[What the task requires] Copy every line of the listing that holds the string "struct".

Data for processing: Begin

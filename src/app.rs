use std::collections::HashMap;
use std::ffi::OsString;
use std::path::PathBuf;
use std::sync::Arc;
use std::sync::mpsc::Sender;

use anyhow::Result;
use tracing::{debug, warn};

use crate::action::Action;
use crate::config::Config;
use crate::event::{Event, InputMode};
use crate::filter::{Filter, FilterMode};
use crate::fs::ops::{self, Transfer};
use crate::fs::{DirEntry, DirLoader, Filesystem, Listing};
use crate::selection::Selection;
use crate::session::SessionSnapshot;
use crate::viewport::Viewport;

/// Terminal rows not available to the entry list: header and status line.
pub const CHROME_ROWS: u16 = 2;

/// Ticks a status message stays visible.
const STATUS_TICKS: u16 = 30;

pub fn list_rows(term_height: u16) -> usize {
  term_height.saturating_sub(CHROME_ROWS) as usize
}

fn names(entries: &[DirEntry]) -> Vec<&str> {
  entries.iter().map(|e| e.name.as_str()).collect()
}

pub struct App {
  /// Directory the user navigated to. Differs from `listed_dir` while its
  /// listing is still in flight.
  pub current_dir: PathBuf,
  /// Directory `entries` were read from.
  pub listed_dir: PathBuf,
  pub entries: Vec<DirEntry>,
  /// Index into the effective listing.
  pub cursor: usize,
  pub viewport: Viewport,
  cursor_memory: HashMap<PathBuf, usize>,
  pending_focus: Option<OsString>,
  pub show_hidden: bool,
  /// `show_hidden` as it was for the listing in `entries`.
  listed_hidden: bool,
  pub filter: Filter,
  pub selection: Selection,
  pub transfer: Transfer,
  loader: DirLoader,
  fs: Arc<dyn Filesystem>,
  pub home: PathBuf,
  pub loading: bool,
  pub status_message: Option<String>,
  status_ticks: u16,
  pub should_quit: bool,
  pub save_on_quit: bool,
}

impl App {
  pub fn new(
    fs: Arc<dyn Filesystem>,
    tx: Sender<Event>,
    start_dir: PathBuf,
    home: PathBuf,
    config: &Config,
    term_height: u16,
  ) -> Self {
    let loader = DirLoader::new(Arc::clone(&fs), tx);
    let mut app = Self {
      current_dir: start_dir.clone(),
      listed_dir: start_dir,
      entries: Vec::new(),
      cursor: 0,
      viewport: Viewport::for_rows(list_rows(term_height)),
      cursor_memory: HashMap::new(),
      pending_focus: None,
      show_hidden: config.show_hidden,
      listed_hidden: config.show_hidden,
      filter: Filter::new(),
      selection: Selection::new(),
      transfer: Transfer::default(),
      loader,
      fs,
      home,
      loading: false,
      status_message: None,
      status_ticks: 0,
      should_quit: false,
      save_on_quit: false,
    };
    app.request_load();
    app
  }

  pub fn input_mode(&self) -> InputMode {
    match self.filter.mode {
      FilterMode::Filtering => InputMode::Filter,
      FilterMode::Unfiltered | FilterMode::Applied => InputMode::Normal,
    }
  }

  pub fn set_status(&mut self, message: String) {
    self.status_message = Some(message);
    self.status_ticks = STATUS_TICKS;
  }

  pub fn update(&mut self, action: Action) -> Result<()> {
    match action {
      Action::ForceQuit => {
        self.should_quit = true;
        self.save_on_quit = false;
        return Ok(());
      }
      Action::Resize(_, h) => {
        let len = self.effective_len();
        self.viewport.resize(list_rows(h), self.cursor, len);
        return Ok(());
      }
      Action::Tick => {
        if self.status_ticks > 0 {
          self.status_ticks -= 1;
        } else {
          self.status_message = None;
        }
        return Ok(());
      }
      Action::None => return Ok(()),
      _ => {}
    }

    match self.input_mode() {
      InputMode::Filter => self.filter_mode(action),
      InputMode::Normal => self.normal_mode(action),
    }
    Ok(())
  }

  fn filter_mode(&mut self, action: Action) {
    match action {
      Action::FilterInput(c) => self.filter.push(c, &names(&self.entries)),
      Action::FilterBackspace => self.filter.pop(&names(&self.entries)),
      Action::FilterAccept => {
        self.filter.accept();
        self.cursor = 0;
        self.viewport.reset(self.effective_len());
      }
      Action::FilterOff => self.leave_filter(),
      _ => {}
    }
  }

  fn normal_mode(&mut self, action: Action) {
    match action {
      Action::Quit => {
        self.should_quit = true;
        self.save_on_quit = true;
      }
      Action::MoveUp => self.move_by(-1),
      Action::MoveDown => self.move_by(1),
      Action::GoToTop => self.move_by(isize::MIN),
      Action::GoToBottom => self.move_by(isize::MAX),
      Action::PageUp => self.move_by(-self.viewport.page()),
      Action::PageDown => self.move_by(self.viewport.page()),
      Action::HalfPageUp => self.move_by(-self.viewport.half_page()),
      Action::HalfPageDown => self.move_by(self.viewport.half_page()),
      Action::Ascend => self.ascend(),
      Action::Descend => self.descend(),
      Action::ToggleHidden => self.toggle_hidden(),
      Action::GoHome => self.change_dir(self.home.clone(), None),
      Action::FilterOn => self.start_filter(),
      Action::FilterOff => self.leave_filter(),
      Action::ToggleSelect => self.toggle_select(),
      Action::ToggleSelectAll => self.toggle_select_all(),
      Action::Yank => self.yank(false),
      Action::Cut => self.yank(true),
      Action::Paste => self.paste(),
      _ => {}
    }
  }

  /// Applies a finished listing if it answers the most recent request.
  pub fn apply_listing(&mut self, listing: Listing) {
    if !self.loader.is_current(&listing) {
      debug!(
        generation = listing.generation,
        current = self.loader.generation(),
        path = %listing.path.display(),
        "discarding stale listing"
      );
      return;
    }
    self.loading = false;

    let entries = match listing.result {
      Ok(entries) => entries,
      Err(e) => {
        warn!(error = %e, "listing failed");
        self.set_status(format!("Cannot open {}: {}", e.path.display(), e.source));
        self.current_dir = self.listed_dir.clone();
        self.show_hidden = self.listed_hidden;
        self.pending_focus = None;
        return;
      }
    };

    debug!(path = %listing.path.display(), count = entries.len(), "applying listing");
    self.entries = entries;
    self.listed_dir = listing.path;
    self.listed_hidden = self.show_hidden;
    if self.filter.is_active() {
      self.filter.refresh(&names(&self.entries));
    }

    let len = self.effective_len();
    self.viewport.reset(len);
    let raw = self.resolve_focus();
    self.cursor = self.to_effective(raw).min(len.saturating_sub(1));
    self.viewport.follow(self.cursor, len);
  }

  /// Raw index to land on after a reload: the pending focus name if it is
  /// still listed, else the remembered index, else the top.
  fn resolve_focus(&mut self) -> usize {
    if let Some(name) = self.pending_focus.take()
      && let Some(i) = self.entries.iter().position(|e| e.file_name == name)
    {
      return i;
    }
    self.cursor_memory.get(&self.listed_dir).copied().unwrap_or(0)
  }

  fn request_load(&mut self) {
    self.loading = true;
    self.loader.request(&self.current_dir, self.show_hidden);
  }

  pub fn effective_len(&self) -> usize {
    if self.filter.is_applied() {
      self.filter.matches.len()
    } else {
      self.entries.len()
    }
  }

  /// Raw listing index of the effective position `index`.
  fn to_raw(&self, index: usize) -> Option<usize> {
    if self.filter.is_applied() {
      self.filter.matches.get(index).map(|m| m.index)
    } else {
      (index < self.entries.len()).then_some(index)
    }
  }

  fn to_effective(&self, raw: usize) -> usize {
    if self.filter.is_applied() {
      self.filter.matches.iter().position(|m| m.index == raw).unwrap_or(0)
    } else {
      raw
    }
  }

  fn raw_cursor(&self) -> usize {
    self.to_raw(self.cursor).unwrap_or(0)
  }

  /// Entry at effective position `index`.
  pub fn entry_at(&self, index: usize) -> Option<&DirEntry> {
    self.to_raw(index).and_then(|i| self.entries.get(i))
  }

  pub fn selected_entry(&self) -> Option<&DirEntry> {
    self.entry_at(self.cursor)
  }

  pub fn is_selected(&self, entry: &DirEntry) -> bool {
    self.selection.contains(&self.listed_dir, &entry.file_name)
  }

  fn move_by(&mut self, delta: isize) {
    let len = self.effective_len();
    self.cursor = self.viewport.move_cursor(self.cursor, delta, len);
  }

  fn change_dir(&mut self, dir: PathBuf, focus: Option<OsString>) {
    self.cursor_memory.insert(self.listed_dir.clone(), self.raw_cursor());
    self.filter.clear();
    self.current_dir = dir;
    self.pending_focus = focus;
    self.request_load();
  }

  fn descend(&mut self) {
    let Some(entry) = self.selected_entry() else {
      return;
    };
    let target = self.listed_dir.join(&entry.file_name);
    let is_symlink = entry.is_symlink();

    let is_dir = self.fs.stat(&target).is_ok_and(|s| s.is_dir());
    if !is_dir || !self.fs.can_read_dir(&target) {
      debug!(path = %target.display(), "not descending");
      return;
    }
    let target = if is_symlink {
      match self.fs.resolve_symlink(&target) {
        Ok(real) => real,
        Err(e) => {
          debug!(path = %target.display(), error = %e, "cannot resolve link");
          return;
        }
      }
    } else {
      target
    };
    self.change_dir(target, None);
  }

  fn ascend(&mut self) {
    let (Some(parent), Some(name)) = (self.current_dir.parent(), self.current_dir.file_name()) else {
      return;
    };
    let (parent, name) = (parent.to_path_buf(), name.to_os_string());
    self.change_dir(parent, Some(name));
  }

  /// Exits filtering, keeping the cursor on the same entry.
  fn leave_filter(&mut self) {
    if !self.filter.is_active() {
      return;
    }
    let raw = self.raw_cursor();
    self.filter.clear();
    self.cursor = raw;
    let len = self.effective_len();
    self.viewport.follow(self.cursor, len);
  }

  fn start_filter(&mut self) {
    let raw = self.raw_cursor();
    self.filter.start(&names(&self.entries));
    self.cursor = raw;
    let len = self.effective_len();
    self.viewport.follow(self.cursor, len);
  }

  fn toggle_hidden(&mut self) {
    self.leave_filter();

    if self.show_hidden {
      // Every hidden entry above the cursor drops out of the listing.
      let above = self.entries[..self.cursor.min(self.entries.len())]
        .iter()
        .filter(|e| e.is_hidden())
        .count();
      self.cursor_memory.insert(self.listed_dir.clone(), self.cursor - above);
      self.pending_focus = None;
    } else {
      // Dotfiles about to appear shift the index; follow the entry by name.
      self.cursor_memory.insert(self.listed_dir.clone(), self.cursor);
      self.pending_focus = self.entries.get(self.cursor).map(|e| e.file_name.clone());
    }

    self.show_hidden = !self.show_hidden;
    self.request_load();
  }

  fn toggle_select(&mut self) {
    let Some(name) = self.selected_entry().map(|e| e.file_name.clone()) else {
      return;
    };
    self.selection.toggle(&self.listed_dir, &name);
    self.move_by(1);
  }

  fn toggle_select_all(&mut self) {
    let visible: Vec<OsString> = (0..self.effective_len())
      .filter_map(|i| self.entry_at(i).map(|e| e.file_name.clone()))
      .collect();
    self.selection.toggle_all(&self.listed_dir, &visible);
  }

  /// Selected paths, or the entry under the cursor when nothing is selected.
  fn transfer_sources(&self) -> Vec<PathBuf> {
    if !self.selection.is_empty() {
      return self.selection.paths();
    }
    self
      .selected_entry()
      .map(|e| vec![self.listed_dir.join(&e.file_name)])
      .unwrap_or_default()
  }

  fn yank(&mut self, cut: bool) {
    let sources = self.transfer_sources();
    let count = sources.len();
    if cut {
      self.transfer.cut(sources);
    } else {
      self.transfer.yank(sources);
    }
    if count == 0 {
      return;
    }
    if cut {
      self.set_status(format!("{count} file(s) ready to be cut and pasted"));
    } else {
      self.set_status(format!("Yanked {count} file(s)"));
    }
  }

  fn paste(&mut self) {
    if self.transfer.is_empty() {
      self.set_status("Nothing to paste".to_string());
      return;
    }
    let total = self.transfer.buffer.len();
    let dest = self.listed_dir.clone();
    let report = ops::paste(self.fs.as_ref(), &mut self.transfer, &dest);

    if report.any_error() {
      self.set_status(format!("Error while pasting: {} of {total} failed", report.errors.len()));
    } else {
      self.set_status(format!("Pasted {} file(s)", report.pasted.len()));
    }
    if report.moved {
      for path in &report.removed {
        self.selection.remove_path(path);
      }
      self.leave_filter();
    }

    self.cursor_memory.insert(self.listed_dir.clone(), self.raw_cursor());
    self.pending_focus = None;
    self.request_load();
  }

  pub fn snapshot(&self) -> SessionSnapshot {
    SessionSnapshot {
      current_dir: self.current_dir.clone(),
      flattened_selection: self.selection.flatten(),
    }
  }
}
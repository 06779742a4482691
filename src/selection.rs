use std::collections::{BTreeMap, BTreeSet};
use std::ffi::{OsStr, OsString};
use std::path::{Path, PathBuf};

/// Marked entries across every directory visited in the session, keyed by
/// directory. A directory's set is dropped as soon as it becomes empty.
#[derive(Debug, Default, Clone)]
pub struct Selection {
  dirs: BTreeMap<PathBuf, BTreeSet<OsString>>,
}

impl Selection {
  pub fn new() -> Self {
    Self::default()
  }

  pub fn is_empty(&self) -> bool {
    self.dirs.is_empty()
  }

  pub fn len(&self) -> usize {
    self.dirs.values().map(BTreeSet::len).sum()
  }

  pub fn contains(&self, dir: &Path, name: impl AsRef<OsStr>) -> bool {
    self.dirs.get(dir).is_some_and(|set| set.contains(name.as_ref()))
  }

  pub fn count_in(&self, dir: &Path) -> usize {
    self.dirs.get(dir).map_or(0, BTreeSet::len)
  }

  /// Flips `name` in `dir`. Returns whether it is now selected.
  pub fn toggle(&mut self, dir: &Path, name: impl AsRef<OsStr>) -> bool {
    let name = name.as_ref();
    let set = self.dirs.entry(dir.to_path_buf()).or_default();
    let selected = if set.remove(name) {
      false
    } else {
      set.insert(name.to_os_string());
      true
    };
    if set.is_empty() {
      self.dirs.remove(dir);
    }
    selected
  }

  /// Selects every name in `visible`, or clears the directory if all of them
  /// were already selected.
  pub fn toggle_all<S: AsRef<OsStr>>(&mut self, dir: &Path, visible: &[S]) {
    let all_selected = !visible.is_empty() && visible.iter().all(|n| self.contains(dir, n));
    if all_selected {
      self.dirs.remove(dir);
      return;
    }
    if visible.is_empty() {
      return;
    }
    let set = self.dirs.entry(dir.to_path_buf()).or_default();
    set.extend(visible.iter().map(|n| n.as_ref().to_os_string()));
  }

  pub fn remove_path(&mut self, path: &Path) {
    let (Some(dir), Some(name)) = (path.parent(), path.file_name()) else {
      return;
    };
    if let Some(set) = self.dirs.get_mut(dir) {
      set.remove(name);
      if set.is_empty() {
        self.dirs.remove(dir);
      }
    }
  }

  /// Absolute paths of every selected entry, grouped by directory in path
  /// order.
  pub fn paths(&self) -> Vec<PathBuf> {
    self
      .dirs
      .iter()
      .flat_map(|(dir, names)| names.iter().map(move |n| dir.join(n)))
      .collect()
  }

  /// Newline-joined selected paths, no trailing newline.
  pub fn flatten(&self) -> String {
    self
      .paths()
      .iter()
      .map(|p| p.to_string_lossy().to_string())
      .collect::<Vec<_>>()
      .join("\n")
  }
}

Data for processing: End

[Answer to the exercise]
pub struct App {
pub struct Selection {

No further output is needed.